Activity
Using the records that appear below, write out exactly the lines from the one with "filename crates/shared/src/types/id.rs" through the one with "#[serde(transparent)]", keeping both end lines.
=== Begin Enclosure ===
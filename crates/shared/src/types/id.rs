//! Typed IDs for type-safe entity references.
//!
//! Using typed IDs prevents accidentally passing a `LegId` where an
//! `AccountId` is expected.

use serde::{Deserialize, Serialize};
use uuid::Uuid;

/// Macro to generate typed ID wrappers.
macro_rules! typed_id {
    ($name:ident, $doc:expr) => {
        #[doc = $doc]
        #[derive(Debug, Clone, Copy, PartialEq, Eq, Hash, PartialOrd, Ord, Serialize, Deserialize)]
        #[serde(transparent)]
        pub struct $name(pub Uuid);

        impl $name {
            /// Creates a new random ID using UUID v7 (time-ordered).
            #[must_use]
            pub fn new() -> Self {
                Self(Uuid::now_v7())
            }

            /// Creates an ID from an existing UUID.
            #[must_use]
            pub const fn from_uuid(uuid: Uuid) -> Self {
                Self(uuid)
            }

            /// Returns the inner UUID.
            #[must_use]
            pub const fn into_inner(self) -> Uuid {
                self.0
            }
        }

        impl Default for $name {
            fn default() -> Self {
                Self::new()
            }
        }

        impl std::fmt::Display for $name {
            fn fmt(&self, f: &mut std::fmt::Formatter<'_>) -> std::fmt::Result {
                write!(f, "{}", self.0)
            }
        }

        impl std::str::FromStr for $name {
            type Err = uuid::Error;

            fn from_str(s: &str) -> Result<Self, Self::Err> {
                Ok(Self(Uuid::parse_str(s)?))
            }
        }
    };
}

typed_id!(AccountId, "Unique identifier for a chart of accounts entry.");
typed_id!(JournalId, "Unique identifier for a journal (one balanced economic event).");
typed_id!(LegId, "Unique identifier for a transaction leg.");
=== End Enclosure ===
=== Begin Enclosure ===
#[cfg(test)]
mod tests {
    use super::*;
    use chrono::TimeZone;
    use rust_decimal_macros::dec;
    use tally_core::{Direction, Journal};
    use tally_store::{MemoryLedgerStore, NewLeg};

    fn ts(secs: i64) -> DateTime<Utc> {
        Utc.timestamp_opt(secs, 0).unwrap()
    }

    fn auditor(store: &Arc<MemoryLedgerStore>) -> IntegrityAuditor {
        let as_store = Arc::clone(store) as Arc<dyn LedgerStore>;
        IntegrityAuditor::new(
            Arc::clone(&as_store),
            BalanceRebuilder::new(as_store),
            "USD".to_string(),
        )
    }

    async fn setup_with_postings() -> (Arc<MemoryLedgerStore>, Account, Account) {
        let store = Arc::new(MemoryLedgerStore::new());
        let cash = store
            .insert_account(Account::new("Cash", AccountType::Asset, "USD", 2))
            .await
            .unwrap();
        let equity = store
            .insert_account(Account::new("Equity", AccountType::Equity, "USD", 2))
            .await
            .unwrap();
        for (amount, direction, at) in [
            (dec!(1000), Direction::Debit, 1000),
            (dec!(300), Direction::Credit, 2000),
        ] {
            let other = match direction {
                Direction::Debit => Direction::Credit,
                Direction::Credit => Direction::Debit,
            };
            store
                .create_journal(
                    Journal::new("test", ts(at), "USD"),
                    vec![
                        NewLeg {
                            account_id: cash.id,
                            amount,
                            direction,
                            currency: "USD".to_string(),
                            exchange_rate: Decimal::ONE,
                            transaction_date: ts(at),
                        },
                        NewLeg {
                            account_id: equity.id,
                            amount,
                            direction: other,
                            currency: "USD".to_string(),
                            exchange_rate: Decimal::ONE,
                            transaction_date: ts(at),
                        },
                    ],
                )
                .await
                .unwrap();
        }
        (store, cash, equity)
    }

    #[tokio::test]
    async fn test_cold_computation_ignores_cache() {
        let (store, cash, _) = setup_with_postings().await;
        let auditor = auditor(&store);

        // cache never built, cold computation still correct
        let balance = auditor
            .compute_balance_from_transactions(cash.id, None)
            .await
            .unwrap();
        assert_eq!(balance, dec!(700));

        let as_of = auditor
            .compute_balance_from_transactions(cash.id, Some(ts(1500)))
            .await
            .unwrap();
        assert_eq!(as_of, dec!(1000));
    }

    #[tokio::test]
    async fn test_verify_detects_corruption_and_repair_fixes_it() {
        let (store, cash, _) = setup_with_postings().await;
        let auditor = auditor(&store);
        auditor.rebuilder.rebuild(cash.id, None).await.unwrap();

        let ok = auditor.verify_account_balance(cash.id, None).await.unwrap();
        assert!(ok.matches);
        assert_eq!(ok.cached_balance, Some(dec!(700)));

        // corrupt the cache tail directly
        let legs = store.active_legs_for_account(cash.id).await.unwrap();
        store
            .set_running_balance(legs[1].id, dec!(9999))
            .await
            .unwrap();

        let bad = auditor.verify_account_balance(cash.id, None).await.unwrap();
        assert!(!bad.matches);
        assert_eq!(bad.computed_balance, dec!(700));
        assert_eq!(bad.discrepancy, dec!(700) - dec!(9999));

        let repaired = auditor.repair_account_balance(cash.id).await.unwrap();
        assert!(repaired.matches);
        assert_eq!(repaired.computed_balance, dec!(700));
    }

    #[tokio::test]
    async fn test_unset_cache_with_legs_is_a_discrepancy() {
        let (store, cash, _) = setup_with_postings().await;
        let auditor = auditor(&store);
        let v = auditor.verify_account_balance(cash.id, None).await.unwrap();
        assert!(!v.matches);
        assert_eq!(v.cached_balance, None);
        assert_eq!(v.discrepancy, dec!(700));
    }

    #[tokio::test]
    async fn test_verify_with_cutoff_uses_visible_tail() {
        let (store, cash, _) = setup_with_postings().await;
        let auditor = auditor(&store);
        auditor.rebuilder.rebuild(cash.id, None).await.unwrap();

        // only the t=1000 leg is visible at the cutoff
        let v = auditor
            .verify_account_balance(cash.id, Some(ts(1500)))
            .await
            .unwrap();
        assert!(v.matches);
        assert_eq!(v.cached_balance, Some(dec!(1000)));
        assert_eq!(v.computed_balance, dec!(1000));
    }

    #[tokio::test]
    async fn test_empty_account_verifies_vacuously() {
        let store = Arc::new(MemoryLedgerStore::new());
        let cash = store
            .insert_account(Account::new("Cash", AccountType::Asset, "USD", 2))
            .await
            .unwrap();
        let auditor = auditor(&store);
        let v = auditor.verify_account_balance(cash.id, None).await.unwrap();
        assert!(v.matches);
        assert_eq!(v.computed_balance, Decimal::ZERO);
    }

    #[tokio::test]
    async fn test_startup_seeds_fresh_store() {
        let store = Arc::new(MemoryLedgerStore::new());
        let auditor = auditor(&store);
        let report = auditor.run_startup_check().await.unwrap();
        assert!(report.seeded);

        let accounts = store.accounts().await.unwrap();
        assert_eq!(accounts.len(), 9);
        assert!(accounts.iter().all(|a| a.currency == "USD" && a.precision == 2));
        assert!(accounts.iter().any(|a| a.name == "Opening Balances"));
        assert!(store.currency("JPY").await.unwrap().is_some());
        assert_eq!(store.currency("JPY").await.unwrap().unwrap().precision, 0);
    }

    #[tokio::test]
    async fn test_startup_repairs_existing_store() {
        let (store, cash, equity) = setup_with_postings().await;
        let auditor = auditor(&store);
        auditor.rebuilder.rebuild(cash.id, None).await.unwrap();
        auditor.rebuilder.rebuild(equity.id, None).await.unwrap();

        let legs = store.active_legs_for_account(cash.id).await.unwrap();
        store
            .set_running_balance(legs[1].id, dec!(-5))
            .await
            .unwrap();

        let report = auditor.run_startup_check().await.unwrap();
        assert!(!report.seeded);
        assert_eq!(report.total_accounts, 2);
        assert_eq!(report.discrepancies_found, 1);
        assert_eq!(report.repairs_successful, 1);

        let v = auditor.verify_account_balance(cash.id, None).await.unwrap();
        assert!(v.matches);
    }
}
=== End Enclosure ===
=== Begin Enclosure ===
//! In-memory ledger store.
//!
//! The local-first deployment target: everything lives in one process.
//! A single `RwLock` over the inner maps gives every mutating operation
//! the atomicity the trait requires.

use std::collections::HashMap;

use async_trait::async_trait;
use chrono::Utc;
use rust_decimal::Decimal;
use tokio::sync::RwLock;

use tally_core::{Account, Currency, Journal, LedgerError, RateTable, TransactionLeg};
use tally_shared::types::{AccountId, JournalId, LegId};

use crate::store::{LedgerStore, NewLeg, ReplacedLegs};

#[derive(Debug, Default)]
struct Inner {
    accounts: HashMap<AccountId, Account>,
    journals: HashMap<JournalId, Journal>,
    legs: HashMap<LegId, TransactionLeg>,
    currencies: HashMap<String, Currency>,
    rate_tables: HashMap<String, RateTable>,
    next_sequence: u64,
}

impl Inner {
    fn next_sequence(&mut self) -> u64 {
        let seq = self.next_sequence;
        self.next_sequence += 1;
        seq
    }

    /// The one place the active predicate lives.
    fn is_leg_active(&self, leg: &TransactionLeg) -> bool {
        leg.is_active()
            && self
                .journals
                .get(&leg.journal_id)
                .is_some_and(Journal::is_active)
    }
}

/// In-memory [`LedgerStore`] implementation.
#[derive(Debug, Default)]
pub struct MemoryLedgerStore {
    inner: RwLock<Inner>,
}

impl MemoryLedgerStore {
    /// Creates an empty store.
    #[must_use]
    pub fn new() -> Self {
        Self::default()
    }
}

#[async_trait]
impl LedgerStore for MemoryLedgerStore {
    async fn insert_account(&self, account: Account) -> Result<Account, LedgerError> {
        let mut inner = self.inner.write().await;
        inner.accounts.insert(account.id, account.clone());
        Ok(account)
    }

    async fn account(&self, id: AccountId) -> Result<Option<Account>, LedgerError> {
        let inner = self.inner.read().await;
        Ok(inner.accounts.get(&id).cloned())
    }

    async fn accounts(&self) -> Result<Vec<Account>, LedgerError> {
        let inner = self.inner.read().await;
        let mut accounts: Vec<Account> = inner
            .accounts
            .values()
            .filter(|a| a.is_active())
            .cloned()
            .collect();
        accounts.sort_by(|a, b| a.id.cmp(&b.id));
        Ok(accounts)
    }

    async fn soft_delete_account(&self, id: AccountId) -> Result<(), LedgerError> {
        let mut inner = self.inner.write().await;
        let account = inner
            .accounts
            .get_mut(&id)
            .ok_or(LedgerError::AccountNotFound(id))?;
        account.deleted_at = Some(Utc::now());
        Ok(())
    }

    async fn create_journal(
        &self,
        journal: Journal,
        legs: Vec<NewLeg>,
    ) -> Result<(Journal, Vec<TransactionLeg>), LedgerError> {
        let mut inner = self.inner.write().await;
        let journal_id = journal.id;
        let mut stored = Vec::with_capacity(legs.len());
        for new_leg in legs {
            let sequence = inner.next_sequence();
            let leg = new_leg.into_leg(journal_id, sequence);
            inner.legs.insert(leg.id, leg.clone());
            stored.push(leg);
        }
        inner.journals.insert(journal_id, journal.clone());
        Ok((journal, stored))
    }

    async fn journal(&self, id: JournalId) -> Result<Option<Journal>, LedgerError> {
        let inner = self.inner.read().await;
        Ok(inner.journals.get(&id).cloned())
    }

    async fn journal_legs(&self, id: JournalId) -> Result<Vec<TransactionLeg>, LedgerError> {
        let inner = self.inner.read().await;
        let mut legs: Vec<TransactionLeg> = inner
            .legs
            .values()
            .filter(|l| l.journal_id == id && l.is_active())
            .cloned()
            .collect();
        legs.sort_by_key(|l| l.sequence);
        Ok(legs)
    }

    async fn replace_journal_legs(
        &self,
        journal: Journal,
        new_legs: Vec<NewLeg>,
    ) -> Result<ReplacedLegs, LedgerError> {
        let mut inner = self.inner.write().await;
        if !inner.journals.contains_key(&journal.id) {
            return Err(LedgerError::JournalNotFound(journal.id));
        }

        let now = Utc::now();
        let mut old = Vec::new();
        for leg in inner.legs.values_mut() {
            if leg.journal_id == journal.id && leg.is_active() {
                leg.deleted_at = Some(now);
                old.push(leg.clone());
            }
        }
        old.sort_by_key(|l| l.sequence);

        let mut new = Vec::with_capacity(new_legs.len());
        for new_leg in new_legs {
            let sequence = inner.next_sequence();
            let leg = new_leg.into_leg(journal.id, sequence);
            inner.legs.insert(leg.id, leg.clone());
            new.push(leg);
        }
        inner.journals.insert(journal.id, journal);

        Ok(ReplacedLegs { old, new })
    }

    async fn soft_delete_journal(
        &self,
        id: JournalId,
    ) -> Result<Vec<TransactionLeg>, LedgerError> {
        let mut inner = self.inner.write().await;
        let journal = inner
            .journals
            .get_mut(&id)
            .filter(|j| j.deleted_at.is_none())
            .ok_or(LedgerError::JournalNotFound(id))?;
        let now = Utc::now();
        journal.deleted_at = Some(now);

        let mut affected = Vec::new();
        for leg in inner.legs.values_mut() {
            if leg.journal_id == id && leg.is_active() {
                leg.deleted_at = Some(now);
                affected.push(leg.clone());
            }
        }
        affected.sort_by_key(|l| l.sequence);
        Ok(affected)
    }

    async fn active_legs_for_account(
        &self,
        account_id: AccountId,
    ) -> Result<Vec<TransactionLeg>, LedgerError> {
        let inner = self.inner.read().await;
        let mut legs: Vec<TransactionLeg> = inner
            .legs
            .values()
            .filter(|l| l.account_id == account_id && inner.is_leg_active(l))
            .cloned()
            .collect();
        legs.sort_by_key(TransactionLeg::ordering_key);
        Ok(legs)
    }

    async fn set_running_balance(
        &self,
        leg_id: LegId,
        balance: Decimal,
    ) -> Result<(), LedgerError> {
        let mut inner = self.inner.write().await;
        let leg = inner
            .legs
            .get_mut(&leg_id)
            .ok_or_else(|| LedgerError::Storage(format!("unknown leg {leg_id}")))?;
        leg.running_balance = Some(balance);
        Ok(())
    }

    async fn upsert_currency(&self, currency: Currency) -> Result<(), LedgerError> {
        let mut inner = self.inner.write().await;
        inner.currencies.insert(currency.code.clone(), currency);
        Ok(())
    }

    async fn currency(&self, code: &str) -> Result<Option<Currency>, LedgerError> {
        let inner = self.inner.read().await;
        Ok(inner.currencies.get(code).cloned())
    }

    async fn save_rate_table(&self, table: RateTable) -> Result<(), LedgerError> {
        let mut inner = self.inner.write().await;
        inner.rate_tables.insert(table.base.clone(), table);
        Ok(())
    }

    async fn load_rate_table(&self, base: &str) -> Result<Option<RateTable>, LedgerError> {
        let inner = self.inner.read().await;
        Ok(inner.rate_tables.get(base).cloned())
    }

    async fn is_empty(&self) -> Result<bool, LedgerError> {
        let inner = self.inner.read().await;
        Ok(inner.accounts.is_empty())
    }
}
=== End Enclosure ===
Answer box
filename crates/shared/src/types/id.rs
//! Typed IDs for type-safe entity references.
//!
//! Using typed IDs prevents accidentally passing a `LegId` where an
//! `AccountId` is expected.

use serde::{Deserialize, Serialize};
use uuid::Uuid;

/// Macro to generate typed ID wrappers.
macro_rules! typed_id {
    ($name:ident, $doc:expr) => {
        #[doc = $doc]
        #[derive(Debug, Clone, Copy, PartialEq, Eq, Hash, PartialOrd, Ord, Serialize, Deserialize)]
        #[serde(transparent)]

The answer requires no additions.